What you will do
What is needed here is every record, retyped without any change.

Stored records
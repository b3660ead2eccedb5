//! Topic layout.
//!
//! Device topics live under `{namespace}/devices/{device_id}` and follow
//! `{prefix}/{category}/{subcategory}`. Broadcasts shared by every terminal
//! live under `{namespace}/system/broadcast/{type}`.

/// Inbound topic categories the router knows how to dispatch.
#[derive(Debug, Clone, PartialEq, Eq)]
pub enum InboundKind {
    EnrollmentRequest,
    EnrollmentModeSwitch,
    UpdateAvailable,
    WifiConfigResponse,
    WifiScan,
    /// `commands/{name}`
    Command(String),
    /// `system/broadcast/{type}`
    Broadcast(String),
}

/// Topic builder for a single device.
#[derive(Debug, Clone, PartialEq, Eq)]
pub struct Topics {
    prefix: String,
    broadcast_prefix: String,
}

impl Topics {
    pub fn new(namespace: &str, device_id: &str) -> Self {
        Self {
            prefix: format!("{namespace}/devices/{device_id}"),
            broadcast_prefix: format!("{namespace}/system/broadcast"),
        }
    }

    /// `{namespace}/devices/{device_id}`
    pub fn prefix(&self) -> &str {
        &self.prefix
    }

    /// `{prefix}/{category}/{subcategory}`
    pub fn device(&self, category: &str, subcategory: &str) -> String {
        format!("{}/{}/{}", self.prefix, category, subcategory)
    }

    pub fn broadcast(&self, kind: &str) -> String {
        format!("{}/{}", self.broadcast_prefix, kind)
    }

    /// The canonical subscription set, re-established on every connect.
    pub fn subscriptions(&self) -> Vec<String> {
        vec![
            self.device("enrollment", "request"),
            self.device("enrollment", "mode/switch"),
            self.device("ota", "available"),
            self.device("ota", "download"),
            self.device("config", "wifi/response"),
            self.device("config", "wifi/scan"),
            self.device("commands", "+"),
            self.broadcast("+"),
        ]
    }

    pub fn attendance(&self, kind: crate::RecordKind) -> String {
        self.device("attendance", kind.as_str())
    }

    pub fn attendance_bulk(&self) -> String {
        self.device("attendance", "bulk")
    }

    pub fn status(&self, subcategory: &str) -> String {
        self.device("status", subcategory)
    }

    pub fn enrollment(&self, subcategory: &str) -> String {
        self.device("enrollment", subcategory)
    }

    pub fn ota(&self, subcategory: &str) -> String {
        self.device("ota", subcategory)
    }

    pub fn wifi(&self, subcategory: &str) -> String {
        self.device("config", &format!("wifi/{subcategory}"))
    }

    /// Classify an inbound topic. Returns `None` for topics outside this
    /// device's namespace or with an unrecognized suffix.
    pub fn classify(&self, topic: &str) -> Option<InboundKind> {
        if let Some(kind) = topic
            .strip_prefix(self.broadcast_prefix.as_str())
            .and_then(|rest| rest.strip_prefix('/'))
        {
            return single_segment(kind).map(|k| InboundKind::Broadcast(k.to_owned()));
        }

        let rest = topic
            .strip_prefix(self.prefix.as_str())
            .and_then(|rest| rest.strip_prefix('/'))?;

        match rest {
            "enrollment/request" => Some(InboundKind::EnrollmentRequest),
            "enrollment/mode/switch" => Some(InboundKind::EnrollmentModeSwitch),
            "ota/available" | "ota/download" => Some(InboundKind::UpdateAvailable),
            "config/wifi/response" => Some(InboundKind::WifiConfigResponse),
            "config/wifi/scan" => Some(InboundKind::WifiScan),
            _ => rest
                .strip_prefix("commands/")
                .and_then(single_segment)
                .map(|name| InboundKind::Command(name.to_owned())),
        }
    }
}

fn single_segment(s: &str) -> Option<&str> {
    if s.is_empty() || s.contains('/') {
        None
    } else {
        Some(s)
    }
}

#[cfg(test)]
mod tests {
    use super::*;
    use crate::RecordKind;

    fn topics() -> Topics {
        Topics::new("fitinfinity", "term-07")
    }

    #[test]
    fn builds_device_and_broadcast_topics() {
        let t = topics();
        assert_eq!(t.prefix(), "fitinfinity/devices/term-07");
        assert_eq!(
            t.status("heartbeat"),
            "fitinfinity/devices/term-07/status/heartbeat"
        );
        assert_eq!(
            t.attendance(RecordKind::Fingerprint),
            "fitinfinity/devices/term-07/attendance/fingerprint"
        );
        assert_eq!(
            t.wifi("status"),
            "fitinfinity/devices/term-07/config/wifi/status"
        );
        assert_eq!(
            t.broadcast("maintenance"),
            "fitinfinity/system/broadcast/maintenance"
        );
    }

    #[test]
    fn subscriptions_cover_every_inbound_category() {
        let subs = topics().subscriptions();
        assert_eq!(subs.len(), 8);
        assert!(subs.contains(&"fitinfinity/devices/term-07/commands/+".to_owned()));
        assert!(subs.contains(&"fitinfinity/system/broadcast/+".to_owned()));
    }

    #[test]
    fn classifies_known_suffixes() {
        let t = topics();
        assert_eq!(
            t.classify("fitinfinity/devices/term-07/enrollment/request"),
            Some(InboundKind::EnrollmentRequest)
        );
        assert_eq!(
            t.classify("fitinfinity/devices/term-07/enrollment/mode/switch"),
            Some(InboundKind::EnrollmentModeSwitch)
        );
        assert_eq!(
            t.classify("fitinfinity/devices/term-07/ota/download"),
            Some(InboundKind::UpdateAvailable)
        );
        assert_eq!(
            t.classify("fitinfinity/devices/term-07/commands/restart"),
            Some(InboundKind::Command("restart".to_owned()))
        );
        assert_eq!(
            t.classify("fitinfinity/system/broadcast/maintenance"),
            Some(InboundKind::Broadcast("maintenance".to_owned()))
        );
    }

    #[test]
    fn rejects_foreign_and_unknown_topics() {
        let t = topics();
        assert_eq!(t.classify("fitinfinity/devices/other/enrollment/request"), None);
        assert_eq!(t.classify("fitinfinity/devices/term-07/ota/progress"), None);
        assert_eq!(t.classify("fitinfinity/devices/term-07/commands/a/b"), None);
        assert_eq!(t.classify("fitinfinity/system/broadcast/"), None);
    }
}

Response area
repository b3660ead2eccedb5
//! Topic layout.
//!
//! Device topics live under `{namespace}/devices/{device_id}` and follow
//! `{prefix}/{category}/{subcategory}`. Broadcasts shared by every terminal
//! live under `{namespace}/system/broadcast/{type}`.

/// Inbound topic categories the router knows how to dispatch.
#[derive(Debug, Clone, PartialEq, Eq)]
pub enum InboundKind {
    EnrollmentRequest,
    EnrollmentModeSwitch,
    UpdateAvailable,
    WifiConfigResponse,
    WifiScan,
    /// `commands/{name}`
    Command(String),
    /// `system/broadcast/{type}`
    Broadcast(String),
}

/// Topic builder for a single device.
#[derive(Debug, Clone, PartialEq, Eq)]
pub struct Topics {
    prefix: String,
    broadcast_prefix: String,
}

impl Topics {
    pub fn new(namespace: &str, device_id: &str) -> Self {
        Self {
            prefix: format!("{namespace}/devices/{device_id}"),
            broadcast_prefix: format!("{namespace}/system/broadcast"),
        }
    }

    /// `{namespace}/devices/{device_id}`
    pub fn prefix(&self) -> &str {
        &self.prefix
    }

    /// `{prefix}/{category}/{subcategory}`
    pub fn device(&self, category: &str, subcategory: &str) -> String {
        format!("{}/{}/{}", self.prefix, category, subcategory)
    }

    pub fn broadcast(&self, kind: &str) -> String {
        format!("{}/{}", self.broadcast_prefix, kind)
    }

    /// The canonical subscription set, re-established on every connect.
    pub fn subscriptions(&self) -> Vec<String> {
        vec![
            self.device("enrollment", "request"),
            self.device("enrollment", "mode/switch"),
            self.device("ota", "available"),
            self.device("ota", "download"),
            self.device("config", "wifi/response"),
            self.device("config", "wifi/scan"),
            self.device("commands", "+"),
            self.broadcast("+"),
        ]
    }

    pub fn attendance(&self, kind: crate::RecordKind) -> String {
        self.device("attendance", kind.as_str())
    }

    pub fn attendance_bulk(&self) -> String {
        self.device("attendance", "bulk")
    }

    pub fn status(&self, subcategory: &str) -> String {
        self.device("status", subcategory)
    }

    pub fn enrollment(&self, subcategory: &str) -> String {
        self.device("enrollment", subcategory)
    }

    pub fn ota(&self, subcategory: &str) -> String {
        self.device("ota", subcategory)
    }

    pub fn wifi(&self, subcategory: &str) -> String {
        self.device("config", &format!("wifi/{subcategory}"))
    }

    /// Classify an inbound topic. Returns `None` for topics outside this
    /// device's namespace or with an unrecognized suffix.
    pub fn classify(&self, topic: &str) -> Option<InboundKind> {
        if let Some(kind) = topic
            .strip_prefix(self.broadcast_prefix.as_str())
            .and_then(|rest| rest.strip_prefix('/'))
        {
            return single_segment(kind).map(|k| InboundKind::Broadcast(k.to_owned()));
        }

        let rest = topic
            .strip_prefix(self.prefix.as_str())
            .and_then(|rest| rest.strip_prefix('/'))?;

        match rest {
            "enrollment/request" => Some(InboundKind::EnrollmentRequest),
            "enrollment/mode/switch" => Some(InboundKind::EnrollmentModeSwitch),
            "ota/available" | "ota/download" => Some(InboundKind::UpdateAvailable),
            "config/wifi/response" => Some(InboundKind::WifiConfigResponse),
            "config/wifi/scan" => Some(InboundKind::WifiScan),
            _ => rest
                .strip_prefix("commands/")
                .and_then(single_segment)
                .map(|name| InboundKind::Command(name.to_owned())),
        }
    }
}

fn single_segment(s: &str) -> Option<&str> {
    if s.is_empty() || s.contains('/') {
        None
    } else {
        Some(s)
    }
}

#[cfg(test)]
mod tests {
    use super::*;
    use crate::RecordKind;

    fn topics() -> Topics {
        Topics::new("fitinfinity", "term-07")
    }

    #[test]
    fn builds_device_and_broadcast_topics() {
        let t = topics();
        assert_eq!(t.prefix(), "fitinfinity/devices/term-07");
        assert_eq!(
            t.status("heartbeat"),
            "fitinfinity/devices/term-07/status/heartbeat"
        );
        assert_eq!(
            t.attendance(RecordKind::Fingerprint),
            "fitinfinity/devices/term-07/attendance/fingerprint"
        );
        assert_eq!(
            t.wifi("status"),
            "fitinfinity/devices/term-07/config/wifi/status"
        );
        assert_eq!(
            t.broadcast("maintenance"),
            "fitinfinity/system/broadcast/maintenance"
        );
    }

    #[test]
    fn subscriptions_cover_every_inbound_category() {
        let subs = topics().subscriptions();
        assert_eq!(subs.len(), 8);
        assert!(subs.contains(&"fitinfinity/devices/term-07/commands/+".to_owned()));
        assert!(subs.contains(&"fitinfinity/system/broadcast/+".to_owned()));
    }

    #[test]
    fn classifies_known_suffixes() {
        let t = topics();
        assert_eq!(
            t.classify("fitinfinity/devices/term-07/enrollment/request"),
            Some(InboundKind::EnrollmentRequest)
        );
        assert_eq!(
            t.classify("fitinfinity/devices/term-07/enrollment/mode/switch"),
            Some(InboundKind::EnrollmentModeSwitch)
        );
        assert_eq!(
            t.classify("fitinfinity/devices/term-07/ota/download"),
            Some(InboundKind::UpdateAvailable)
        );
        assert_eq!(
            t.classify("fitinfinity/devices/term-07/commands/restart"),
            Some(InboundKind::Command("restart".to_owned()))
        );
        assert_eq!(
            t.classify("fitinfinity/system/broadcast/maintenance"),
            Some(InboundKind::Broadcast("maintenance".to_owned()))
        );
    }

    #[test]
    fn rejects_foreign_and_unknown_topics() {
        let t = topics();
        assert_eq!(t.classify("fitinfinity/devices/other/enrollment/request"), None);
        assert_eq!(t.classify("fitinfinity/devices/term-07/ota/progress"), None);
        assert_eq!(t.classify("fitinfinity/devices/term-07/commands/a/b"), None);
        assert_eq!(t.classify("fitinfinity/system/broadcast/"), None);
    }
}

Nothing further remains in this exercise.